Dataset entries
*** Begin section ***

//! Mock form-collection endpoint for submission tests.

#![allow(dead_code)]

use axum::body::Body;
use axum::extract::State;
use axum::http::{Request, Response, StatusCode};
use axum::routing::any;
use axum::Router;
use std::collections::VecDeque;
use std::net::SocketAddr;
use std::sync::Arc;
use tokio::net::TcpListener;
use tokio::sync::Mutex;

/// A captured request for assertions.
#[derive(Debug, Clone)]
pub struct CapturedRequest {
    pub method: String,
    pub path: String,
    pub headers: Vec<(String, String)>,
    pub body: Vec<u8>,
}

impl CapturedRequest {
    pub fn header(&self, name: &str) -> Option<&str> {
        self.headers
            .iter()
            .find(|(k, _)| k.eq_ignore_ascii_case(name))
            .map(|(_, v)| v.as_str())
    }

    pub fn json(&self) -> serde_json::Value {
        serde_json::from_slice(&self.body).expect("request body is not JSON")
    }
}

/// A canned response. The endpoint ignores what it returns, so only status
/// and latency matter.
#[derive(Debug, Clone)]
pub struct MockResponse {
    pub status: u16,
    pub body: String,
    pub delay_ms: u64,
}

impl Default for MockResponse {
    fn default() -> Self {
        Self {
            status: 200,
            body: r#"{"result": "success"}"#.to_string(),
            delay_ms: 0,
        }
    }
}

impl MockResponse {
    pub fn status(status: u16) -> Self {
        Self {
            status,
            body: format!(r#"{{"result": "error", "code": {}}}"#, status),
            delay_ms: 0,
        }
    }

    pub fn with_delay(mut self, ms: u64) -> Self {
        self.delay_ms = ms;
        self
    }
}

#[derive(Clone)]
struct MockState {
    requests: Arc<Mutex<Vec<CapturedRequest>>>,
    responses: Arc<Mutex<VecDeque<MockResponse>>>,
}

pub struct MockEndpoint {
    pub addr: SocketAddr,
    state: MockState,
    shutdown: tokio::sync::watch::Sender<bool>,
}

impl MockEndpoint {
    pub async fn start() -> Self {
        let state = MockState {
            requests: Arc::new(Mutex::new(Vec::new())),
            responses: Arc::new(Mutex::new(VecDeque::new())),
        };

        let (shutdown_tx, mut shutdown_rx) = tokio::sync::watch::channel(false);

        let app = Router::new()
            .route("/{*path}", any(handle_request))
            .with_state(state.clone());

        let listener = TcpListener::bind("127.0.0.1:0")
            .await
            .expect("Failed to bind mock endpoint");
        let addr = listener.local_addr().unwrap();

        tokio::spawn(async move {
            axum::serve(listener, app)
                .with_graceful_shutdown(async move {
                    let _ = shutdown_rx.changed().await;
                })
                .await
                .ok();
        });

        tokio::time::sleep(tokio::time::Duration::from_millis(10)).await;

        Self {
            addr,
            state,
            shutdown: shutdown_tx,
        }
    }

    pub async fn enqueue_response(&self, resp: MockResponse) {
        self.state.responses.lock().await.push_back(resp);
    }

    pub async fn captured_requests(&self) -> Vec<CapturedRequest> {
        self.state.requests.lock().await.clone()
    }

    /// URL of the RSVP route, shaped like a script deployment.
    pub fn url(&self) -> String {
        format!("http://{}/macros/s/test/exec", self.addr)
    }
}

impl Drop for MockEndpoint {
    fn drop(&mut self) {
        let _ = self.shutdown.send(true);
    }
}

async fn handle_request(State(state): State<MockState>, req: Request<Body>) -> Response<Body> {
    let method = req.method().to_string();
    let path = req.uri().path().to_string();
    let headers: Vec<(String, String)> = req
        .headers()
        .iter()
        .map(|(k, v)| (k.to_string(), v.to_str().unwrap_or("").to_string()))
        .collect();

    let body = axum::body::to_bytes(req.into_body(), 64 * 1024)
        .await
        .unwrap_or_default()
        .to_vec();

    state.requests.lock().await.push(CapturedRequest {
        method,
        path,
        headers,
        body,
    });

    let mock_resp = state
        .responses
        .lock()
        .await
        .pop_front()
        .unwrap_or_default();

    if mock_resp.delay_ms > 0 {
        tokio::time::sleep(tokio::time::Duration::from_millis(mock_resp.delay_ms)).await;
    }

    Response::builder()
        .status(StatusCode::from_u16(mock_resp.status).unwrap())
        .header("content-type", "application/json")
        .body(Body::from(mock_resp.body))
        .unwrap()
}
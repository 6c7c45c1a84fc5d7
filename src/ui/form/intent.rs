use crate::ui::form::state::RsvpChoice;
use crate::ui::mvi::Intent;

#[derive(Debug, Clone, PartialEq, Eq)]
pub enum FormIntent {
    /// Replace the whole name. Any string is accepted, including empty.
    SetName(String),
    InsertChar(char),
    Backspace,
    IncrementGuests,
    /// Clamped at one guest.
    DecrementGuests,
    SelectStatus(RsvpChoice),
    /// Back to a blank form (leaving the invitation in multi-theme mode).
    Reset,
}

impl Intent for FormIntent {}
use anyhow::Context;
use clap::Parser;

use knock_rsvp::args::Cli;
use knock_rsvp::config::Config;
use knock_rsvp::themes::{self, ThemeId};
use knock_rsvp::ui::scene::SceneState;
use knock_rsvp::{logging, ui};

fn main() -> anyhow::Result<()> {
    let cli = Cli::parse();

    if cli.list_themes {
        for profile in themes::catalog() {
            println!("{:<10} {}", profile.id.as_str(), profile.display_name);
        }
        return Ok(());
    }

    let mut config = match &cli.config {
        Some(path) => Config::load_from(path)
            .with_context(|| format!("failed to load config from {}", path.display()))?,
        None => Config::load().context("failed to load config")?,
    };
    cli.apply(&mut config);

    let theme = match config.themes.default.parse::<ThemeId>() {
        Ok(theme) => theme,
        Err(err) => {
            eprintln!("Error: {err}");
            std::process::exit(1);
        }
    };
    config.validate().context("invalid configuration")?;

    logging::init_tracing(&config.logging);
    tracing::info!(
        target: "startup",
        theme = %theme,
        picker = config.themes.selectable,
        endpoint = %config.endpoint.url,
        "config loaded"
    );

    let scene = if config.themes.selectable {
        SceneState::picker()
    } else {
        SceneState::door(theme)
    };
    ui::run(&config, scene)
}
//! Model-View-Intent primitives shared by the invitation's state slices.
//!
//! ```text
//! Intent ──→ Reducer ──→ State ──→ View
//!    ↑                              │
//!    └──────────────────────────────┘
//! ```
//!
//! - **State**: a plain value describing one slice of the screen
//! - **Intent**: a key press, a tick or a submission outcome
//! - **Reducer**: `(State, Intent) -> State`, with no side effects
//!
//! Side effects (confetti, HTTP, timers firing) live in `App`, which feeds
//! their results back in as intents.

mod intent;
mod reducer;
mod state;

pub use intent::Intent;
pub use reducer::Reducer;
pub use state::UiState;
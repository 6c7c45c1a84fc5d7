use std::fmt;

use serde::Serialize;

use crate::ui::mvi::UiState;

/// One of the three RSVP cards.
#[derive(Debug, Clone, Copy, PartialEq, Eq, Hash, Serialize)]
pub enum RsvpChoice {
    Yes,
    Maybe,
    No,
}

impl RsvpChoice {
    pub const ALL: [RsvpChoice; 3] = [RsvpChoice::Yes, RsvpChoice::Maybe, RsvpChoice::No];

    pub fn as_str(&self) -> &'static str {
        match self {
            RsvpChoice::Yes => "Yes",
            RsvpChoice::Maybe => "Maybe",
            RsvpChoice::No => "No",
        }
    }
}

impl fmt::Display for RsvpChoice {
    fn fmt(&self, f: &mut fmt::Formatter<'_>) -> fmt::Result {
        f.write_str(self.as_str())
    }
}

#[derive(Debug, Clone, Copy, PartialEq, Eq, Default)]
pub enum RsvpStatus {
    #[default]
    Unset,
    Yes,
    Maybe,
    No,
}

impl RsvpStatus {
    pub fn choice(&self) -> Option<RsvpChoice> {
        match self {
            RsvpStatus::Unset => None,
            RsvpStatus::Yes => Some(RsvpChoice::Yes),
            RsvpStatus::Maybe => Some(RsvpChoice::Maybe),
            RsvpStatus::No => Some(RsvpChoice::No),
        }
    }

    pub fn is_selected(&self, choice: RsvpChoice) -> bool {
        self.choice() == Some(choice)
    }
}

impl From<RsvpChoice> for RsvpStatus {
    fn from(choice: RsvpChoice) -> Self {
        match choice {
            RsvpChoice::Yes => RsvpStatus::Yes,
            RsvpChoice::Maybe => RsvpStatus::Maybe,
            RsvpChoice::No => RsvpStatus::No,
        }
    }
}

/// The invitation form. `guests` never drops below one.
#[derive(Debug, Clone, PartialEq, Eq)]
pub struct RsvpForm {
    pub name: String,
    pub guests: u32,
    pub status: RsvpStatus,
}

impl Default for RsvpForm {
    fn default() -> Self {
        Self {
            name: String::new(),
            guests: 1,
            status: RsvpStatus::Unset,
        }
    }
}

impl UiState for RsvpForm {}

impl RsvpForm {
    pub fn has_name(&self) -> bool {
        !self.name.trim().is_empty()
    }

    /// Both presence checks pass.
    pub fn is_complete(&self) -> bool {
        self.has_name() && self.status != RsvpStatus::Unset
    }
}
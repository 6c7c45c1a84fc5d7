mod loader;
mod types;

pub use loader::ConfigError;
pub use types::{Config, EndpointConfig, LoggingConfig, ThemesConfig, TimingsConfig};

*** End section ***
*** Begin section ***

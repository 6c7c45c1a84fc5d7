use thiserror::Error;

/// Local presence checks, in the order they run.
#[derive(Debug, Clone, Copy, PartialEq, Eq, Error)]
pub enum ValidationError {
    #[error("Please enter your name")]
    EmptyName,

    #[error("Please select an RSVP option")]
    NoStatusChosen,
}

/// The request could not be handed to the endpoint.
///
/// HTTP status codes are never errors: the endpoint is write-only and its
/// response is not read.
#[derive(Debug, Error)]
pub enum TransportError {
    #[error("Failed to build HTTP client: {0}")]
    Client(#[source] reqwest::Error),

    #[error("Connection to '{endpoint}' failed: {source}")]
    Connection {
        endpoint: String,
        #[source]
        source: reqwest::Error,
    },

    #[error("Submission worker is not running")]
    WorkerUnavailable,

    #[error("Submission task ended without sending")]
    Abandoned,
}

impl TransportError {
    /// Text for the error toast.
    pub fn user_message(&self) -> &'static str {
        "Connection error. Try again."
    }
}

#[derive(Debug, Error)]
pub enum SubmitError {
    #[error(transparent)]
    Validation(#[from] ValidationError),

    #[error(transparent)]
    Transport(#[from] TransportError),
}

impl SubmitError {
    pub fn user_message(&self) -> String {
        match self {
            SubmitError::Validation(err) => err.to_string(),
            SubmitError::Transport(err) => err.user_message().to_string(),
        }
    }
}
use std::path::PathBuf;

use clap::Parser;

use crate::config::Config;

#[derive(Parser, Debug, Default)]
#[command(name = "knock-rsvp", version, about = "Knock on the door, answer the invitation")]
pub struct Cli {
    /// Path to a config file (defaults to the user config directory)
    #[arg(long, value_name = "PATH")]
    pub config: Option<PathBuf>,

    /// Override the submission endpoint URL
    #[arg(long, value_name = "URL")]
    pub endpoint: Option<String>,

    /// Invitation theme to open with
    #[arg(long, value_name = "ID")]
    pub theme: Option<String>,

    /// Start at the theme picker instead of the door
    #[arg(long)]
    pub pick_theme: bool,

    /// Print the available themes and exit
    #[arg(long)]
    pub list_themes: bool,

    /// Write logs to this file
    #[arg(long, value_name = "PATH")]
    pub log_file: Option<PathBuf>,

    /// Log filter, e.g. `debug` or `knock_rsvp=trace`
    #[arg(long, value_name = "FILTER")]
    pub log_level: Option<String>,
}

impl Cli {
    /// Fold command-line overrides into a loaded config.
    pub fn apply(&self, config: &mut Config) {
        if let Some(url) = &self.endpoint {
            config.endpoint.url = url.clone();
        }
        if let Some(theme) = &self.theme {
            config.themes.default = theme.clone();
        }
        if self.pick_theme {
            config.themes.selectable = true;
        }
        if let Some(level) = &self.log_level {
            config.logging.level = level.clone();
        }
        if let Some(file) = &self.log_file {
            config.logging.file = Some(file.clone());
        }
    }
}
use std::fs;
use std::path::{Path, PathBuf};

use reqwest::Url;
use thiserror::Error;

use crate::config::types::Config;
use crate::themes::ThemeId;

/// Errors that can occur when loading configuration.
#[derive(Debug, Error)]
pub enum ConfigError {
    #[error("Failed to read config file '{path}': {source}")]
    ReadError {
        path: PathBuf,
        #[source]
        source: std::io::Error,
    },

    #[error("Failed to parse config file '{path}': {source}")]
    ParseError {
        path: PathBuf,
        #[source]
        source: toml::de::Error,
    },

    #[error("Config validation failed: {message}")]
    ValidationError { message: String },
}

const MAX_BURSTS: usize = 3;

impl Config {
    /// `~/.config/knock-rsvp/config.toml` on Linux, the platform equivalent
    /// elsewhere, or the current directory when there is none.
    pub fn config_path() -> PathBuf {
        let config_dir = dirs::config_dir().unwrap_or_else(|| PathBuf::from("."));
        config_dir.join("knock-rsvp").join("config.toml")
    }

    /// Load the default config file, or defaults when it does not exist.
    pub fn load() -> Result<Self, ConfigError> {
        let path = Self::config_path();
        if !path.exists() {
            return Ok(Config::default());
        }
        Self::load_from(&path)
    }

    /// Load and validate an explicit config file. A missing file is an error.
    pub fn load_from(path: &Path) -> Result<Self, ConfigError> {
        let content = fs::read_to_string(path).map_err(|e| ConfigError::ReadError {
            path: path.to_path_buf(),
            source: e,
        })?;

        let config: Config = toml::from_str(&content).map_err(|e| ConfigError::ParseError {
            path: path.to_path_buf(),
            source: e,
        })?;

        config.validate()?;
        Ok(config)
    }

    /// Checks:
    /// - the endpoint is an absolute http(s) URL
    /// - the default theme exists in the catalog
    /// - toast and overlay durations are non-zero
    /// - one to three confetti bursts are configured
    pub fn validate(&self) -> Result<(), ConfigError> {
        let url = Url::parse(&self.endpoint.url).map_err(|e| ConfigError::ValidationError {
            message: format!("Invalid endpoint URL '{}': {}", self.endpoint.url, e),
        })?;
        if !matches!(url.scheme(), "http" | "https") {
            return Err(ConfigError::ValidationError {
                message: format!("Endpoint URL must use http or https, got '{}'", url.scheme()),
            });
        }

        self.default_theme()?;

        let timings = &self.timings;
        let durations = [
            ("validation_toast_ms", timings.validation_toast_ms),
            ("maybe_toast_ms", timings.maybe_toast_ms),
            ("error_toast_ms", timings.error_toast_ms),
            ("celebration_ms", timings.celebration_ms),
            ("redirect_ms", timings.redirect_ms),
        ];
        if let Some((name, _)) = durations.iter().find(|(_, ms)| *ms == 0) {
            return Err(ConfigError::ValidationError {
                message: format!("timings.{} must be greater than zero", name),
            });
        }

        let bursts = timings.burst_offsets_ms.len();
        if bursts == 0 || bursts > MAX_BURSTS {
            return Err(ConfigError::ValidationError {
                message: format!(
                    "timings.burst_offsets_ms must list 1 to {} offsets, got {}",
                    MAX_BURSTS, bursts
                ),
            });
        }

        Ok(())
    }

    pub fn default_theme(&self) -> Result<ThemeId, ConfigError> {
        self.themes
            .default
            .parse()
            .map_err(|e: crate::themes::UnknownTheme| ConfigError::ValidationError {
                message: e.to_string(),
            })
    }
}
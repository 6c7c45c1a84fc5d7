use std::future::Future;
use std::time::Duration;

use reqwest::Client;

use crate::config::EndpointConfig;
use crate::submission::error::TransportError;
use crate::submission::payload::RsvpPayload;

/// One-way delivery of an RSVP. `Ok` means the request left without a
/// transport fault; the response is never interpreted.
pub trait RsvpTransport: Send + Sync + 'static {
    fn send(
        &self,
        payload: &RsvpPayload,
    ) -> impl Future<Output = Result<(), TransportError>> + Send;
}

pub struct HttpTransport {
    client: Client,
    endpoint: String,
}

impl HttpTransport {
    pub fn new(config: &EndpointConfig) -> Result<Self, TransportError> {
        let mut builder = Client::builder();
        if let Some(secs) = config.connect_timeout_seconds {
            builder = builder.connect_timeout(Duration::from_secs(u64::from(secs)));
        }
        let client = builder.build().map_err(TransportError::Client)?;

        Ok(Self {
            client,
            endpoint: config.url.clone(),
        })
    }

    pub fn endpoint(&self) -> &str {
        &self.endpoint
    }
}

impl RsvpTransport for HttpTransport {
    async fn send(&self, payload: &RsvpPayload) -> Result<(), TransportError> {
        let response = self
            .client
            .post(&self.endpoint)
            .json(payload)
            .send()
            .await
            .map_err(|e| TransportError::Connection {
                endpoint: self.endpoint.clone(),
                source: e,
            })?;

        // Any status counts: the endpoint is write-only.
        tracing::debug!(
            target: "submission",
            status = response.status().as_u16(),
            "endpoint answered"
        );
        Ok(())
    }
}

*** End section ***

_Task directions:_ Each line containing the word "VecDeque" needs to be copied from the data above.

_Exercise answer:_
use std::collections::VecDeque;
    responses: Arc<Mutex<VecDeque<MockResponse>>>,
            responses: Arc::new(Mutex::new(VecDeque::new())),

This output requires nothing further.